So the Barristers Strike is off and all decent law breaking protestors can look forward to being sent down with the benefit of proper legal representation. There’s been a deal. But is the law book half open or half shut?
“Result is in. The future of the criminal Bar now depends upon trusting this government. Last one out, turn off the lights. The shame of it.” Ben Knight Central Chambers
Was the take from one Barrister on twitter, as to the deal. The exact terms would require another article but the 15% rise in fees is being paid for more cases already underway. Like jury deliberations we aren’t told the reasons for voting but it was certainly not overwhelming with only 57% voting ‘yes’ to the deal.

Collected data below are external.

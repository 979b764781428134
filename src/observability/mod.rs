//! Observability subsystem.
//!
//! # Data Flow
//! ```text
//! All subsystems produce:
//!     → logging.rs (structured log events, operator status lines)
//!     → metrics.rs (counters, gauges)
//!
//! Consumers:
//!     → Log aggregation (stdout)
//!     → Metrics endpoint (Prometheus scrape)
//! ```
//!
//! # Design Decisions
//! - Structured logging via tracing; status lines carry a category field
//! - Metric calls are no-ops until a recorder is installed

pub mod logging;
pub mod metrics;
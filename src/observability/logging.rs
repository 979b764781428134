//! Structured logging.
//!
//! # Responsibilities
//! - Initialize the tracing subscriber
//! - Provide the status sink the health monitor reports through
//!
//! # Design Decisions
//! - `RUST_LOG` overrides the configured level
//! - The monitor depends on [`StatusSink`], never on a concrete backend

use std::fmt;

use tracing::Level;
use tracing_subscriber::{layer::SubscriberExt, util::SubscriberInitExt, EnvFilter};

/// Initialize the global tracing subscriber.
pub fn init_logging(level: &str) {
    let filter = EnvFilter::try_from_default_env()
        .unwrap_or_else(|_| format!("account_service={level},tower_http={level}").into());

    tracing_subscriber::registry()
        .with(filter)
        .with(tracing_subscriber::fmt::layer())
        .init();
}

/// Category attached to an operator status line.
#[derive(Debug, Clone, Copy, PartialEq, Eq)]
pub enum LogTag {
    Info,
    Connection,
    Retry,
    Shutdown,
}

impl LogTag {
    pub fn as_str(&self) -> &'static str {
        match self {
            LogTag::Info => "INFO",
            LogTag::Connection => "Connection",
            LogTag::Retry => "Retry",
            LogTag::Shutdown => "Shutdown",
        }
    }
}

impl fmt::Display for LogTag {
    fn fmt(&self, f: &mut fmt::Formatter<'_>) -> fmt::Result {
        f.write_str(self.as_str())
    }
}

/// Destination for operator-facing status lines.
pub trait StatusSink: Send + Sync {
    fn record(&self, level: Level, tag: LogTag, message: &str);
}

/// Forwards status lines to `tracing`.
#[derive(Debug, Clone, Copy, Default)]
pub struct TracingSink;

impl StatusSink for TracingSink {
    fn record(&self, level: Level, tag: LogTag, message: &str) {
        match level {
            Level::ERROR => tracing::error!(category = %tag, "{}", message),
            Level::WARN => tracing::warn!(category = %tag, "{}", message),
            Level::INFO => tracing::info!(category = %tag, "{}", message),
            Level::DEBUG => tracing::debug!(category = %tag, "{}", message),
            _ => tracing::trace!(category = %tag, "{}", message),
        }
    }
}
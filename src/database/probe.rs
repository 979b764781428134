//! Database liveness probing.

use std::fmt;
use std::sync::Arc;
use std::time::Duration;

use tokio::time;

use crate::config::MysqlConfig;
use crate::database::cache::PoolCache;
use crate::database::pool::{DatabasePool, PoolFactory};

/// Reason reported when no pool could be resolved for a configuration.
pub const NO_POOL_REASON: &str = "No connection pool found";

/// Result of a single liveness probe. Produced fresh on every probe.
#[derive(Debug, Clone, PartialEq, Eq)]
pub enum ProbeOutcome {
    Healthy,
    Unhealthy(String),
    NoPool,
}

impl ProbeOutcome {
    pub fn is_healthy(&self) -> bool {
        matches!(self, ProbeOutcome::Healthy)
    }

    /// Operator-facing reason for a failed probe.
    pub fn reason(&self) -> Option<&str> {
        match self {
            ProbeOutcome::Healthy => None,
            ProbeOutcome::Unhealthy(reason) => Some(reason.as_str()),
            ProbeOutcome::NoPool => Some(NO_POOL_REASON),
        }
    }

    /// Stable label for metrics.
    pub fn label(&self) -> &'static str {
        match self {
            ProbeOutcome::Healthy => "healthy",
            ProbeOutcome::Unhealthy(_) => "unhealthy",
            ProbeOutcome::NoPool => "no_pool",
        }
    }
}

impl fmt::Display for ProbeOutcome {
    fn fmt(&self, f: &mut fmt::Formatter<'_>) -> fmt::Result {
        match self.reason() {
            Some(reason) => write!(f, "{}: {}", self.label(), reason),
            None => f.write_str(self.label()),
        }
    }
}

/// Runs liveness queries against pools resolved from the shared cache.
pub struct ProbeRunner<F: PoolFactory> {
    pools: Arc<PoolCache<F>>,
    timeout: Duration,
}

impl<F: PoolFactory> ProbeRunner<F> {
    pub fn new(pools: Arc<PoolCache<F>>, timeout: Duration) -> Self {
        Self { pools, timeout }
    }

    /// Probe the database behind `config`. Never fails; every error is
    /// folded into the returned outcome.
    pub async fn probe(&self, config: &MysqlConfig) -> ProbeOutcome {
        let pool = match self.pools.lookup(config) {
            Some(pool) => pool,
            None => match self.pools.get_or_create(config) {
                Ok(pool) => pool,
                Err(e) => {
                    tracing::warn!(error = %e, "Could not create connection pool for probe");
                    return ProbeOutcome::NoPool;
                }
            },
        };

        match time::timeout(self.timeout, pool.ping()).await {
            Ok(Ok(())) => ProbeOutcome::Healthy,
            Ok(Err(e)) => ProbeOutcome::Unhealthy(e.to_string()),
            Err(_) => ProbeOutcome::Unhealthy(format!(
                "Liveness query timed out after {}ms",
                self.timeout.as_millis()
            )),
        }
    }
}

#[cfg(test)]
mod tests {
    use super::*;
    use crate::database::error::DbError;
    use std::future::Future;

    enum Behavior {
        Up,
        Fail(&'static str),
        AcquireTimeout,
        Hang,
    }

    struct ScriptedPool(Behavior);

    impl DatabasePool for ScriptedPool {
        fn ping(&self) -> impl Future<Output = Result<(), DbError>> + Send {
            async move {
                match &self.0 {
                    Behavior::Up => Ok(()),
                    Behavior::Fail(msg) => Err(DbError::Connection(msg.to_string())),
                    Behavior::AcquireTimeout => Err(DbError::Driver(sqlx::Error::PoolTimedOut)),
                    Behavior::Hang => {
                        std::future::pending::<()>().await;
                        Ok(())
                    }
                }
            }
        }

        fn close(&self) -> impl Future<Output = ()> + Send {
            async {}
        }
    }

    struct ScriptedFactory;

    impl PoolFactory for ScriptedFactory {
        type Pool = ScriptedPool;

        fn create(&self, config: &MysqlConfig) -> Result<ScriptedPool, DbError> {
            match config.database.as_str() {
                "ok" => Ok(ScriptedPool(Behavior::Up)),
                "down" => Ok(ScriptedPool(Behavior::Fail("Connection lost"))),
                "hang" => Ok(ScriptedPool(Behavior::Hang)),
                "unreachable" => Ok(ScriptedPool(Behavior::AcquireTimeout)),
                _ => Err(DbError::InvalidConfig("unknown database".into())),
            }
        }
    }

    fn runner() -> ProbeRunner<ScriptedFactory> {
        ProbeRunner::new(
            Arc::new(PoolCache::new(ScriptedFactory)),
            Duration::from_millis(3000),
        )
    }

    fn target(database: &str) -> MysqlConfig {
        MysqlConfig {
            database: database.into(),
            ..MysqlConfig::default()
        }
    }

    #[tokio::test]
    async fn test_healthy_probe_populates_cache() {
        let runner = runner();
        assert!(runner.pools.lookup(&target("ok")).is_none());

        assert_eq!(runner.probe(&target("ok")).await, ProbeOutcome::Healthy);
        assert!(runner.pools.lookup(&target("ok")).is_some());

        assert_eq!(runner.probe(&target("ok")).await, ProbeOutcome::Healthy);
        assert_eq!(runner.pools.len(), 1);
    }

    #[tokio::test]
    async fn test_query_error_keeps_reason() {
        let outcome = runner().probe(&target("down")).await;
        assert_eq!(outcome, ProbeOutcome::Unhealthy("Connection lost".into()));
        assert_eq!(outcome.reason(), Some("Connection lost"));
    }

    #[tokio::test]
    async fn test_driver_error_reason_is_driver_text() {
        let outcome = runner().probe(&target("unreachable")).await;
        assert_eq!(
            outcome.reason(),
            Some(sqlx::Error::PoolTimedOut.to_string().as_str())
        );
    }

    #[tokio::test]
    async fn test_creation_failure_is_no_pool() {
        let outcome = runner().probe(&target("missing")).await;
        assert_eq!(outcome, ProbeOutcome::NoPool);
        assert_eq!(outcome.reason(), Some(NO_POOL_REASON));
    }

    #[tokio::test(start_paused = true)]
    async fn test_hung_query_times_out() {
        let outcome = runner().probe(&target("hang")).await;
        assert_eq!(
            outcome,
            ProbeOutcome::Unhealthy("Liveness query timed out after 3000ms".into())
        );
    }
}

The numbers were, Yes 1488, No 1117 with a turnout of 2605 compared to 2273 on the ballot for indefinite all out action in September. Perhaps a more measured view of the outcome was:
“For the first time in it’s history the criminal Bar successfully undertook strike action. Much of the detail of the deal remains unclear and that may explain the motives of those who voted no. The ministry of Justice should be in no doubt that any attempt to renege, dilute or rewrite the deal is likely to be met with a return to days of action. There is still much that needs to be fixed in the criminal justice system and this deal is only a starting point”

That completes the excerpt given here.